Con la fine della guerra mondiale il numero elevato di disabili portò a cambiare il modo di vedere queste persone, non più come mostri da allontanare dalla società, bensì come identità sociali bisognosi di aiuto, rispetto e comprensione. Cambiamento, purtroppo, ben presto frenato dall’avvento del nazismo che escluse, ancora una volta, i disabili ritenendoli persone non degne di vivere.
La vera svolta si ha con l’approvazione delle leggi negli anni ’70 del secolo scorso. Oggigiorno i disabili non vengono più considerati “malati” ma soggetti portatori di diritti come tutti gli altri.

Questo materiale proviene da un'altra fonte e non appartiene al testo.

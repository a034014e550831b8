//! Per-stream media playlist state.
//!
//! A playlist accumulates entries as segments, key frames, encryption
//! changes and ad signals arrive, applies the live sliding window, and
//! renders the HLS document on demand.

use std::collections::VecDeque;
use std::fmt::Write as _;
use std::path::Path;

use splicepack_core::TimeScale;
use tracing::{debug, error, warn};

use crate::bandwidth::BandwidthEstimator;
use crate::config::{HlsParams, HlsPlaylistType, MediaInfo};
use crate::entry::{
    EncryptionInfoEntry, EncryptionMethod, HlsEntry, SegmentInfoEntry, SignalExitEntry,
    SignalReturnEntry, SignalSpanEntry, SpliceType,
};
use crate::error::{HlsError, Result};
use crate::io::write_atomically;
use crate::tag::Tag;

/// What kind of rendition a playlist describes.
#[derive(Debug, Clone, Copy, PartialEq, Eq)]
pub enum MediaPlaylistStreamType {
    /// Not yet determined.
    Unknown,
    /// Audio rendition.
    Audio,
    /// Video rendition.
    Video,
    /// Subtitle rendition.
    Subtitle,
    /// Trick-play rendition holding only key frames.
    VideoIFramesOnly,
}

#[derive(Debug, Clone, Copy)]
struct KeyFrameInfo {
    timestamp: i64,
    start_byte_offset: u64,
    size: u64,
}

/// Stateful generator for one HLS media playlist.
#[derive(Debug)]
pub struct MediaPlaylist {
    hls_params: HlsParams,
    file_name: String,
    name: String,
    group_id: String,

    media_info: MediaInfo,
    stream_type: MediaPlaylistStreamType,
    codec: String,
    language: Option<String>,
    characteristics: Vec<String>,
    use_byte_range: bool,
    time_scale: Option<TimeScale>,

    entries: VecDeque<HlsEntry>,
    media_sequence_number: u64,
    discontinuity_sequence_number: u64,
    inserted_discontinuity_tag: bool,

    target_duration: u32,
    target_duration_set: bool,
    longest_segment_duration: f64,

    key_frames: Vec<KeyFrameInfo>,
    previous_segment_end_offset: u64,
    bandwidth_estimator: BandwidthEstimator,

    in_ad: bool,
    ad_position: f64,
    ad_duration: Option<f64>,
    ad_segments: u64,

    segments_to_be_removed: VecDeque<String>,
}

PRESENTE DIGITALE: VERSO TECNOLOGIE PIÙ INLCUSIVE
Viviamo in un’era digitale dove tutto gira intorno a dispositivi elettronici. In una società di forti connessioni, non tuttə, però, hanno la possibilità di accedere a questi mezzi d’informazione. Questo provoca un divario tra “digitalmente attivi” e “digitalmente passivi”, vale a dire tra coloro che sono in grado e hanno i mezzi a disposizione per poter utilizzare le tecnologie e le persone che, invece, per mancanza di accessibilità non possono essere considerati come parte integrante di una comunità virtuale. Il perno, dunque, di questa disuguaglianza è proprio l’accessibilità. L’obiettivo è quello di superare queste barriere digitali creando tecnologie accessibili a tuttə, anche alle persone disabili, con la speranza che possano finalmente sentirsi accettatə come parte attiva della società digitale. Lo sforzo dovrebbe partire anche dai software e hardware che devono creare gli strumenti adatti per fornire accessibilità alle risorse informatiche. Si parla di tecnologie assistite AT, dall’inglese Assistive Technology, per far riferimento agli ausili informatici che aiutano la persona disabile nel corso della sua giornata per svolgere “compiti” di natura informatica. Nel caso di sensibilità sensoriali, ad esempio, occorre avvalersi di tecnologie assistive che compensino quella specifica disabilità; per i soggetti non vedenti si utilizza lo screen reader, un software in grado di sintetizzare vocalmente un testo scritto; nel caso di sensibilità motorie, riguardanti l’impossibilità nell’uso della tastiera e del mouse, si realizzano tecnologie assistive con dispositivi in input; invece, nel caso di disabilità cognitive, ovvero per le persone che hanno difficoltà di comprensione, si possono utilizzare sistemi di sintesi vocale.
È importante rendere accessibile sia i dispositivi elettronici, che consentano di navigare su Internet, che i siti web, utili per cercare informazioni e mettersi in contatto con il resto della comunità virtuale.